Czas i miejsce akcji:
8 kwietnia 2010 - styczeń 2015
Holandia - okolice Hagi i Amsterdamu oraz pomniejsze miejscowości w pracy na wyjazdach.
Słowem wstępu:
murzyn i czarnuch, romka i cyganka, muzułmanin i ciapaty.
Teraz jak już rozróżniliśmy te pojęcia to wyjaśniam na samym początku:
Moim zdaniem nie ma możliwości, aby człowiek kultury zachodu mógł koegzystować z przeciętnym muzułmaninem.
Do wszystkich specjalistów i osób które miały inne doświadczenia zapraszam do gównoburzy w komentarzach.
Ciekawe co powie grammar gestapo, gdyż ortografia i stylistyka to taka popieprzona gra, gdzie robię szmate z logiki i interpunkcji.
Tematów wartych poruszenia jest sporo. Opisze te najpopularniejsze.
1. Nie jebią kóz.
Tu się nie będę rozpisywał
2. Mają zupełnie odmienny światopogląd, hierarchie wartości i cele w życiu.
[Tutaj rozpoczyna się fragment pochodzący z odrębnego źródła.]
//! # Restock Sweep
//!
//! Raises the stock of under-threshold products to a configured floor.
//!
//! Goes through the API mutation rather than the store, so the restock is
//! subject to the same transaction discipline as any client write. Stock
//! increases are monotonic: re-running immediately is a no-op.

use std::sync::Arc;

use chrono::Utc;
use tracing::{error, info};

use vela_api::{Api, ApiError, Request, Response};
use vela_core::Product;

use crate::error::SweepResult;
use crate::sink::{emit, Sink};

/// Periodic inventory restock pass.
pub struct RestockSweep {
    api: Api,
    sink: Arc<dyn Sink>,
    threshold: i64,
    target: i64,
}

impl RestockSweep {
    /// Creates a sweep raising products below `threshold` to `target`.
    pub fn new(api: Api, sink: Arc<dyn Sink>, threshold: i64, target: i64) -> Self {
        RestockSweep {
            api,
            sink,
            threshold,
            target,
        }
    }

    /// Runs one restock pass and returns the products that were raised.
    ///
    /// An empty result is a success (nothing qualified). A store that
    /// cannot be reached at all fails the whole invocation once, with a
    /// transport error.
    pub async fn run(&self) -> SweepResult<Vec<Product>> {
        let response = self
            .api
            .execute(Request::RestockLowStock {
                threshold: self.threshold,
                target: self.target,
            })
            .await
            .map_err(|err| {
                error!(error = %err, "Restock sweep could not reach the API");
                err
            })?;

        let products = match response {
            Response::ProductsRestocked { products, .. } => products,
            other => {
                return Err(ApiError::Internal(format!(
                    "unexpected restock response: {other:?}"
                ))
                .into())
            }
        };

        let stamp = Utc::now().format("%Y-%m-%d %H:%M:%S");
        for product in &products {
            emit(
                &*self.sink,
                &format!(
                    "{} - Restocked {}: stock now {}",
                    stamp, product.name, product.stock
                ),
            );
        }

        info!(count = products.len(), "Restock sweep finished");
        Ok(products)
    }
}

// =============================================================================
// Unit Tests
// =============================================================================

#[cfg(test)]
mod tests {
    use super::*;
    use crate::error::SweepError;
    use crate::sink::MemorySink;
    use vela_api::ProductInput;
    use vela_db::{Database, DbConfig};

    async fn seed_api() -> Api {
        let db = Database::new(DbConfig::in_memory()).await.unwrap();
        let api = Api::new(db);
        for (name, price_cents, stock) in [("Phone", 500, 5), ("Tablet", 800, 3), ("Desk", 9900, 50)]
        {
            api.engine()
                .create_product(&ProductInput {
                    name: name.to_string(),
                    price_cents,
                    stock: Some(stock),
                })
                .await
                .unwrap();
        }
        api
    }

    #[tokio::test]
    async fn test_restock_logs_one_line_per_product() {
        let api = seed_api().await;
        let sink = Arc::new(MemorySink::new());
        let sweep = RestockSweep::new(api, sink.clone(), 10, 10);

        let raised = sweep.run().await.unwrap();
        assert_eq!(raised.len(), 2);
        assert!(raised.iter().all(|p| p.stock == 10));

        let lines = sink.lines();
        assert_eq!(lines.len(), 2);
        assert!(lines.iter().any(|l| l.contains("Phone: stock now 10")));
        assert!(lines.iter().any(|l| l.contains("Tablet: stock now 10")));

        // Second pass: nothing qualifies, nothing logged.
        let again = sweep.run().await.unwrap();
        assert!(again.is_empty());
        assert_eq!(sink.lines().len(), 2);
    }

    #[tokio::test]
    async fn test_unreachable_store_fails_once_with_transport_error() {
        let db = Database::new(DbConfig::in_memory()).await.unwrap();
        let api = Api::new(db.clone());
        db.close().await;

        let sweep = RestockSweep::new(api, Arc::new(MemorySink::new()), 10, 10);
        let err = sweep.run().await.unwrap_err();

        assert!(matches!(
            err,
            SweepError::Api(ApiError::TransportUnavailable(_))
        ));
    }
}
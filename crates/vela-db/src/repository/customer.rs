//! # Customer Repository
//!
//! Database operations for customers.
//!
//! The `UNIQUE` index on `customers.email` enforces global email uniqueness
//! at the storage layer; `insert` surfaces a violation as
//! `DbError::UniqueViolation` so the engine can translate it into its typed
//! duplicate-email error.

use sqlx::SqlitePool;
use tracing::debug;
use uuid::Uuid;

use crate::error::DbResult;
use vela_core::Customer;

const CUSTOMER_COLUMNS: &str = "id, name, email, phone, created_at, updated_at";

/// Repository for customer database operations.
#[derive(Debug, Clone)]
pub struct CustomerRepository {
    pool: SqlitePool,
}

impl CustomerRepository {
    /// Creates a new CustomerRepository.
    pub fn new(pool: SqlitePool) -> Self {
        CustomerRepository { pool }
    }

    /// Gets a customer by ID.
    pub async fn get_by_id(&self, id: &str) -> DbResult<Option<Customer>> {
        let customer = sqlx::query_as::<_, Customer>(&format!(
            "SELECT {CUSTOMER_COLUMNS} FROM customers WHERE id = ?1"
        ))
        .bind(id)
        .fetch_optional(&self.pool)
        .await?;

        Ok(customer)
    }

    /// Finds a customer by email (case-sensitive exact match as stored).
    pub async fn find_by_email(&self, email: &str) -> DbResult<Option<Customer>> {
        let customer = sqlx::query_as::<_, Customer>(&format!(
            "SELECT {CUSTOMER_COLUMNS} FROM customers WHERE email = ?1"
        ))
        .bind(email)
        .fetch_optional(&self.pool)
        .await?;

        Ok(customer)
    }

    /// Inserts a new customer.
    ///
    /// ## Returns
    /// * `Err(DbError::UniqueViolation)` - email already exists
    pub async fn insert(&self, customer: &Customer) -> DbResult<()> {
        debug!(id = %customer.id, email = %customer.email, "Inserting customer");

        sqlx::query(
            r#"
            INSERT INTO customers (id, name, email, phone, created_at, updated_at)
            VALUES (?1, ?2, ?3, ?4, ?5, ?6)
            "#,
        )
        .bind(&customer.id)
        .bind(&customer.name)
        .bind(&customer.email)
        .bind(&customer.phone)
        .bind(customer.created_at)
        .bind(customer.updated_at)
        .execute(&self.pool)
        .await?;

        Ok(())
    }

    /// Counts customers with the given email (0 or 1 by invariant).
    pub async fn count_by_email(&self, email: &str) -> DbResult<i64> {
        let count: i64 = sqlx::query_scalar("SELECT COUNT(*) FROM customers WHERE email = ?1")
            .bind(email)
            .fetch_one(&self.pool)
            .await?;

        Ok(count)
    }

    /// Counts all customers.
    pub async fn count(&self) -> DbResult<i64> {
        let count: i64 = sqlx::query_scalar("SELECT COUNT(*) FROM customers")
            .fetch_one(&self.pool)
            .await?;

        Ok(count)
    }

}

/// Helper to generate a new customer ID.
pub fn generate_customer_id() -> String {
    Uuid::new_v4().to_string()
}

// =============================================================================
// Unit Tests
// =============================================================================

#[cfg(test)]
mod tests {
    use super::*;
    use crate::error::DbError;
    use crate::pool::{Database, DbConfig};
    use chrono::Utc;

    fn customer(email: &str) -> Customer {
        let now = Utc::now();
        Customer {
            id: generate_customer_id(),
            name: "Seed User".to_string(),
            email: email.to_string(),
            phone: None,
            created_at: now,
            updated_at: now,
        }
    }

    #[tokio::test]
    async fn test_insert_and_find_by_email() {
        let db = Database::new(DbConfig::in_memory()).await.unwrap();
        let repo = db.customers();

        repo.insert(&customer("seed@example.com")).await.unwrap();

        let found = repo.find_by_email("seed@example.com").await.unwrap();
        assert_eq!(found.unwrap().name, "Seed User");

        assert!(repo.find_by_email("missing@example.com").await.unwrap().is_none());
    }

    #[tokio::test]
    async fn test_unique_email_backstop() {
        let db = Database::new(DbConfig::in_memory()).await.unwrap();
        let repo = db.customers();

        repo.insert(&customer("seed@example.com")).await.unwrap();
        let err = repo.insert(&customer("seed@example.com")).await.unwrap_err();

        assert!(matches!(err, DbError::UniqueViolation { ref field } if field.contains("email")));
        assert_eq!(repo.count_by_email("seed@example.com").await.unwrap(), 1);
    }

    #[tokio::test]
    async fn test_email_match_is_case_sensitive() {
        let db = Database::new(DbConfig::in_memory()).await.unwrap();
        let repo = db.customers();

        repo.insert(&customer("Seed@Example.com")).await.unwrap();
        assert!(repo.find_by_email("seed@example.com").await.unwrap().is_none());
    }
}
//! # Database Error Types
//!
//! Error types for database operations.
//!
//! ## Error Flow
//! ```text
//! SQLite error (sqlx::Error)
//!      │
//!      ▼
//! DbError (this module) ← adds context and categorization
//!      │
//!      ▼
//! ApiError (vela-api) ← typed result returned to the caller
//! ```

use thiserror::Error;

/// Database operation errors.
///
/// These errors wrap sqlx errors and provide additional context
/// for debugging and caller feedback.
#[derive(Debug, Error)]
pub enum DbError {
    /// Entity not found in database.
    #[error("{entity} not found: {id}")]
    NotFound { entity: String, id: String },

    /// Unique constraint violation (e.g. duplicate customer email).
    ///
    /// The application pre-checks uniqueness for a friendlier error; this
    /// variant is the storage backstop under concurrent writers.
    #[error("duplicate {field}: value already exists")]
    UniqueViolation { field: String },

    /// Foreign key constraint violation (e.g. order referencing a product
    /// deleted between validation and commit).
    #[error("foreign key violation: {message}")]
    ForeignKeyViolation { message: String },

    /// CHECK constraint violation (negative stock, non-positive price).
    #[error("check constraint violation: {message}")]
    CheckViolation { message: String },

    /// Database connection failed.
    #[error("connection failed: {0}")]
    ConnectionFailed(String),

    /// Migration failed.
    #[error("migration failed: {0}")]
    MigrationFailed(String),

    /// Query execution failed.
    #[error("query failed: {0}")]
    QueryFailed(String),

    /// Pool exhausted (all connections in use past the acquire timeout).
    #[error("connection pool exhausted")]
    PoolExhausted,

    /// Internal database error.
    #[error("internal database error: {0}")]
    Internal(String),
}

impl DbError {
    /// Creates a NotFound error for a given entity type and ID.
    pub fn not_found(entity: impl Into<String>, id: impl Into<String>) -> Self {
        DbError::NotFound {
            entity: entity.into(),
            id: id.into(),
        }
    }

    /// True when the error means the store itself is unreachable rather than
    /// the request being wrong. Sweeps report these as transport failures.
    pub fn is_transport(&self) -> bool {
        matches!(
            self,
            DbError::ConnectionFailed(_) | DbError::PoolExhausted
        )
    }
}

/// Convert sqlx errors to DbError.
///
/// ## Error Mapping
/// ```text
/// sqlx::Error::RowNotFound    → DbError::NotFound
/// sqlx::Error::Database       → analyze message for constraint type
/// sqlx::Error::PoolTimedOut   → DbError::PoolExhausted
/// Other                       → DbError::Internal
/// ```
impl From<sqlx::Error> for DbError {
    fn from(err: sqlx::Error) -> Self {
        match err {
            sqlx::Error::RowNotFound => DbError::NotFound {
                entity: "Record".to_string(),
                id: "unknown".to_string(),
            },

            sqlx::Error::Database(db_err) => {
                let msg = db_err.message();

                // SQLite constraint messages:
                //   "UNIQUE constraint failed: <table>.<column>"
                //   "FOREIGN KEY constraint failed"
                //   "CHECK constraint failed: <expr>"
                if msg.contains("UNIQUE constraint failed") {
                    let field = msg
                        .split("UNIQUE constraint failed: ")
                        .nth(1)
                        .unwrap_or("unknown")
                        .to_string();
                    DbError::UniqueViolation { field }
                } else if msg.contains("FOREIGN KEY constraint failed") {
                    DbError::ForeignKeyViolation {
                        message: msg.to_string(),
                    }
                } else if msg.contains("CHECK constraint failed") {
                    DbError::CheckViolation {
                        message: msg.to_string(),
                    }
                } else {
                    DbError::QueryFailed(msg.to_string())
                }
            }

            sqlx::Error::PoolTimedOut => DbError::PoolExhausted,

            sqlx::Error::PoolClosed => DbError::ConnectionFailed("pool is closed".to_string()),

            _ => DbError::Internal(err.to_string()),
        }
    }
}

impl From<sqlx::migrate::MigrateError> for DbError {
    fn from(err: sqlx::migrate::MigrateError) -> Self {
        DbError::MigrationFailed(err.to_string())
    }
}

/// Result type for database operations.
pub type DbResult<T> = Result<T, DbError>;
Z naszej perspektywy nie możemy pojąć ich myślenia, nie warto nawet próbować (mężczyzna nie zrozumie myślenia kobiety i vice versa). Mają od małego “pranie mózgu” i wpajane za szczeniaka “mądrości” stają się ich własnymi myślami. W naszej społeczności mędrzec lub ksiądz są jej elementami, a u nich są to osoby decyzyjne z którymi się nie dyskutuje i już.
3. Piją, palą, ćpają.
Allach nakazał życie w trzeźwości. Każdy ogłuszacz jest zakazany. Co zupełnie im nie przeszkadza najebać się piwem i zapalić blanta. Tutaj uwaga. Pójdą we dwóch lub w trójkę, ale w czterech już nie. Dlaczego? Bo się boją że ktoś doniesie. Za takie przewinienie grozi im sąd rodzinny czyli wpierdol. Kara jest wykonywana przy reszcie klanu zaraz po jej ogłoszeniu. Z tego co słyszałem 20 razy po plecach.
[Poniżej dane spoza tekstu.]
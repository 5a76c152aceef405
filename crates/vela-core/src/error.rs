//! # Error Types
//!
//! Domain-specific error types for vela-core.
//!
//! ## Error Hierarchy
//! ```text
//! ┌─────────────────────────────────────────────────────────────────────────┐
//! │                         Error Types                                     │
//! │                                                                         │
//! │  vela-core errors (this file)                                           │
//! │  └── ValidationError  - business rule violations                        │
//! │                                                                         │
//! │  vela-db errors (separate crate)                                        │
//! │  └── DbError          - database operation failures                     │
//! │                                                                         │
//! │  vela-api errors (separate crate)                                       │
//! │  └── ApiError         - what API callers see                            │
//! │                                                                         │
//! │  Flow: ValidationError → ApiError → caller                              │
//! └─────────────────────────────────────────────────────────────────────────┘
//! ```
//!
//! ## Design Principles
//! 1. Use `thiserror` for derive macros (not manual impl)
//! 2. Include context in error messages (email, ids, values)
//! 3. Errors are enum variants, never bare strings
//! 4. Each variant maps to one specific rule violation

use thiserror::Error;

// =============================================================================
// Validation Error
// =============================================================================

/// Business rule violations.
///
/// Each mutation reports exactly one of these per attempt: the first failure
/// encountered, evaluated in the operation's documented check order.
#[derive(Debug, Clone, PartialEq, Eq, Error)]
pub enum ValidationError {
    /// Another customer already has this email.
    #[error("email '{email}' already exists")]
    DuplicateEmail { email: String },

    /// Phone is present but matches neither `+<10-15 digits>` nor
    /// `NNN-NNN-NNNN`.
    #[error("phone '{phone}' has invalid format")]
    InvalidPhoneFormat { phone: String },

    /// Price must be strictly positive.
    #[error("price must be positive, got {price_cents}")]
    InvalidPrice { price_cents: i64 },

    /// Stock must be non-negative.
    #[error("stock cannot be negative, got {stock}")]
    InvalidStock { stock: i64 },

    /// An order must reference at least one product.
    #[error("order must contain at least one product")]
    EmptyProductList,

    /// The referenced customer does not exist.
    #[error("unknown customer: {id}")]
    UnknownCustomer { id: String },

    /// One or more referenced products do not exist.
    /// Lists exactly the ids that failed to resolve.
    #[error("unknown product id(s): {}", .ids.join(", "))]
    UnknownProduct { ids: Vec<String> },

    /// A required field is missing or empty.
    #[error("{field} is required")]
    Required { field: String },

    /// Field value is too long.
    #[error("{field} must be at most {max} characters")]
    TooLong { field: String, max: usize },
}

// =============================================================================
// Result Type Alias
// =============================================================================

/// Convenience type alias for Results with ValidationError.
pub type CoreResult<T> = Result<T, ValidationError>;

// =============================================================================
// Unit Tests
// =============================================================================

#[cfg(test)]
mod tests {
    use super::*;

    #[test]
    fn test_error_messages() {
        let err = ValidationError::DuplicateEmail {
            email: "seed@example.com".to_string(),
        };
        assert_eq!(err.to_string(), "email 'seed@example.com' already exists");

        let err = ValidationError::UnknownProduct {
            ids: vec!["p-404".to_string(), "p-500".to_string()],
        };
        assert_eq!(err.to_string(), "unknown product id(s): p-404, p-500");
    }

    #[test]
    fn test_required_message() {
        let err = ValidationError::Required {
            field: "name".to_string(),
        };
        assert_eq!(err.to_string(), "name is required");
    }
}
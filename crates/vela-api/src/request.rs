//! # Request/Response Types
//!
//! The typed payloads accepted and returned by the API boundary.
//!
//! A request is a named operation with typed arguments; a response is a
//! typed payload. Callers get exactly one of: the created entity plus a
//! success message, or a specific error - never a silent no-op.

use chrono::{DateTime, Utc};
use serde::{Deserialize, Serialize};

use vela_core::{Customer, Order, Product};

// =============================================================================
// Mutation Inputs
// =============================================================================

/// Input for creating a customer.
#[derive(Debug, Clone, Serialize, Deserialize)]
pub struct CustomerInput {
    pub name: String,
    pub email: String,
    #[serde(default)]
    pub phone: Option<String>,
}

/// Input for creating a product.
#[derive(Debug, Clone, Serialize, Deserialize)]
pub struct ProductInput {
    pub name: String,
    /// Price in cents. Must be strictly positive.
    pub price_cents: i64,
    /// Initial stock. Defaults to 0 when omitted.
    #[serde(default)]
    pub stock: Option<i64>,
}

/// Input for creating an order.
///
/// There is no total field: order totals are derived from the referenced
/// products at creation time and never accepted as input.
#[derive(Debug, Clone, Serialize, Deserialize)]
pub struct OrderInput {
    pub customer_id: String,
    pub product_ids: Vec<String>,
    /// Defaults to request time when omitted.
    #[serde(default)]
    pub order_date: Option<DateTime<Utc>>,
}

// =============================================================================
// Requests
// =============================================================================

/// A named query or mutation with typed arguments.
#[derive(Debug, Clone, Serialize, Deserialize)]
#[serde(tag = "op", content = "args", rename_all = "snake_case")]
pub enum Request {
    /// Trivial liveness query; touches no domain data.
    Hello,

    /// Create a single customer.
    CreateCustomer(CustomerInput),

    /// Create a batch of customers with per-record isolation.
    BulkCreateCustomers(Vec<CustomerInput>),

    /// Create a single product.
    CreateProduct(ProductInput),

    /// Create an order for a customer over a set of products.
    CreateOrder(OrderInput),

    /// List products with stock below the threshold.
    LowStockProducts { threshold: i64 },

    /// Raise every product below `threshold` to `target` stock.
    RestockLowStock { threshold: i64, target: i64 },

    /// List pending orders older than the given number of days.
    PendingOrdersOlderThan { days: i64 },

    /// Look up a customer by exact email.
    CustomerByEmail { email: String },
}

// =============================================================================
// Responses
// =============================================================================

/// One entry of a reminder query result.
#[derive(Debug, Clone, PartialEq, Eq, Serialize, Deserialize)]
pub struct OrderReminder {
    pub order_id: String,
    pub customer_email: String,
}

/// Outcome of a batch customer creation.
///
/// `created` and `errors` partition the input by outcome: every record
/// appears in exactly one of the two lists.
#[derive(Debug, Clone, Default, Serialize, Deserialize)]
pub struct BulkCreateResult {
    pub created: Vec<Customer>,
    pub errors: Vec<BulkError>,
}

/// A single failed record in a batch, tagged with its 1-based position.
#[derive(Debug, Clone, Serialize, Deserialize)]
pub struct BulkError {
    pub index: usize,
    pub message: String,
}

/// A typed result payload.
#[derive(Debug, Clone, Serialize, Deserialize)]
#[serde(tag = "kind", content = "data", rename_all = "snake_case")]
pub enum Response {
    /// Greeting from the liveness query.
    Hello { greeting: String },

    /// Customer created.
    CustomerCreated { customer: Customer, message: String },

    /// Batch creation finished (possibly with partial failures).
    BulkCustomersCreated(BulkCreateResult),

    /// Product created.
    ProductCreated { product: Product, message: String },

    /// Order created with its derived total.
    OrderCreated { order: Order, message: String },

    /// Product listing.
    Products(Vec<Product>),

    /// Restock outcome: the raised products (empty = nothing qualified).
    ProductsRestocked { products: Vec<Product>, message: String },

    /// Stale pending orders with their customers' emails.
    StaleOrders(Vec<OrderReminder>),

    /// Customer lookup result.
    Customer(Option<Customer>),
}

// =============================================================================
// Unit Tests
// =============================================================================

#[cfg(test)]
mod tests {
    use super::*;

    #[test]
    fn test_request_serialization_shape() {
        let request = Request::RestockLowStock {
            threshold: 10,
            target: 10,
        };
        let json = serde_json::to_value(&request).unwrap();
        assert_eq!(json["op"], "restock_low_stock");
        assert_eq!(json["args"]["threshold"], 10);
    }

    #[test]
    fn test_customer_input_phone_defaults_to_none() {
        let input: CustomerInput =
            serde_json::from_str(r#"{"name":"Seed User","email":"seed@example.com"}"#).unwrap();
        assert!(input.phone.is_none());
    }

    #[test]
    fn test_bulk_result_default_is_empty() {
        let result = BulkCreateResult::default();
        assert!(result.created.is_empty());
        assert!(result.errors.is_empty());
    }
}
//! # Api Dispatcher
//!
//! The request/response boundary consumed by external clients and by the
//! periodic sweeps. Sweeps are ordinary API clients on purpose: they
//! exercise the identical validation path and are testable via the same
//! contract as everyone else.

use chrono::{Duration, Utc};
use tracing::debug;

use vela_core::{Customer, Product};
use vela_db::Database;

use crate::engine::MutationEngine;
use crate::error::ApiResult;
use crate::request::{OrderReminder, Request, Response};

/// Greeting returned by the liveness query.
pub const HELLO_GREETING: &str = "Hello, Vela!";

/// The API boundary: one entry point for queries and mutations.
#[derive(Debug, Clone)]
pub struct Api {
    db: Database,
    engine: MutationEngine,
}

impl Api {
    /// Creates an Api over the given database.
    pub fn new(db: Database) -> Self {
        Api {
            engine: MutationEngine::new(db.clone()),
            db,
        }
    }

    /// Direct access to the mutation engine.
    pub fn engine(&self) -> &MutationEngine {
        &self.engine
    }

    /// Executes a named request and returns its typed response.
    pub async fn execute(&self, request: Request) -> ApiResult<Response> {
        debug!(?request, "Executing request");

        match request {
            Request::Hello => {
                let greeting = self.hello().await?;
                Ok(Response::Hello { greeting })
            }

            Request::CreateCustomer(input) => {
                let customer = self.engine.create_customer(&input).await?;
                Ok(Response::CustomerCreated {
                    customer,
                    message: "Customer created successfully".to_string(),
                })
            }

            Request::BulkCreateCustomers(records) => {
                let result = self.engine.bulk_create_customers(&records).await;
                Ok(Response::BulkCustomersCreated(result))
            }

            Request::CreateProduct(input) => {
                let product = self.engine.create_product(&input).await?;
                Ok(Response::ProductCreated {
                    product,
                    message: "Product created successfully".to_string(),
                })
            }

            Request::CreateOrder(input) => {
                let order = self.engine.create_order(&input).await?;
                let message = format!("Order created successfully (total {})", order.total());
                Ok(Response::OrderCreated { order, message })
            }

            Request::LowStockProducts { threshold } => {
                let products = self.low_stock_products(threshold).await?;
                Ok(Response::Products(products))
            }

            Request::RestockLowStock { threshold, target } => {
                let products = self.engine.restock_low_stock(threshold, target).await?;
                let message = format!("{} product(s) restocked", products.len());
                Ok(Response::ProductsRestocked { products, message })
            }

            Request::PendingOrdersOlderThan { days } => {
                let reminders = self.pending_orders_older_than(days).await?;
                Ok(Response::StaleOrders(reminders))
            }

            Request::CustomerByEmail { email } => {
                let customer = self.customer_by_email(&email).await?;
                Ok(Response::Customer(customer))
            }
        }
    }

    // =========================================================================
    // Queries
    // =========================================================================

    /// Trivial liveness query: a bare store round-trip, no domain data.
    pub async fn hello(&self) -> ApiResult<String> {
        self.db.ping().await?;
        Ok(HELLO_GREETING.to_string())
    }

    /// Lists products with stock below the threshold.
    pub async fn low_stock_products(&self, threshold: i64) -> ApiResult<Vec<Product>> {
        Ok(self.db.products().find_below_stock(threshold).await?)
    }

    /// Lists pending orders placed more than `days` days ago, paired with
    /// their customers' emails. Read-only.
    pub async fn pending_orders_older_than(&self, days: i64) -> ApiResult<Vec<OrderReminder>> {
        let cutoff = Utc::now() - Duration::days(days);
        let stale = self.db.orders().find_pending_older_than(cutoff).await?;

        Ok(stale
            .into_iter()
            .map(|row| OrderReminder {
                order_id: row.order_id,
                customer_email: row.customer_email,
            })
            .collect())
    }

    /// Looks up a customer by exact email.
    pub async fn customer_by_email(&self, email: &str) -> ApiResult<Option<Customer>> {
        Ok(self.db.customers().find_by_email(email).await?)
    }
}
4. Ruchają nasze dziewczyny. (Ruchają Polki)
Prawda jest taka, że jak suka nie da to pies nie weźmie. Oni traktują ruchanie “innowierców” za swojego rodzaju sport, a przy pierwszym razie coś jak chrzest. W związku z tym nie przebierają i w barze można zobaczyć jak 3 muzułmanów tańczy z Martą. Marta waży grubo ponad stówę. Pokazał bym wam zdjęcie, ale locha nie mieściła się w kadrze. Niech ją biorą w pizdu. Szkoda mi jednak tych dziewczyn, które z oczami kociaka wpatrują się w nich jak w miłość swojego życia, ślepo wierząc, że ten akurat jest inny. To najczęściej kończy się tym, że taka agentka łazi za nim jak pojebana, wydzwania i opierdala za to że nie odbiera. Wieczorem on jej napisze sms: “kom tu mi bejbet ajm mis ju” i ta leci. Może to dlatego, że on taki zagraniczny. A tak poważnie to nasze chłopaki mogli by się też coś nowego od nich nauczyć. Oni potrafią do zupełnie obcej kobiety (brzydkiej, starej, grubej ale i do ładnej), podejść na odległość centymetra spojrzeć jej głęboko w oczy, złapać za rękę i powiedzieć “jesteś taka piękna, zostań moją żoną”. Nawet twarde po jakimś czasie ulegają. Jak się im dziwić? Mirek musi wyjebać pięć browarów na odwagę, bo ze strachu włos mu się jeży na łysej głowie. (nie wspomnę o jego białych dresach, zielonych butach oraz wypowiadanym co drugie słowo KURWA, które brzmi śmiesznie gdy powietrze świszcze w przestrzeni po górnej jedynce)
Do wszystkich dziewczyn:
Jeśli chcesz przeruchać tego brudasa - Twoja sprawa. Pamiętaj tylko, że on kłamie. Nie kocha Cię, ten samochód nie jest jego, a jego brat nie jest właścicielem restauracji.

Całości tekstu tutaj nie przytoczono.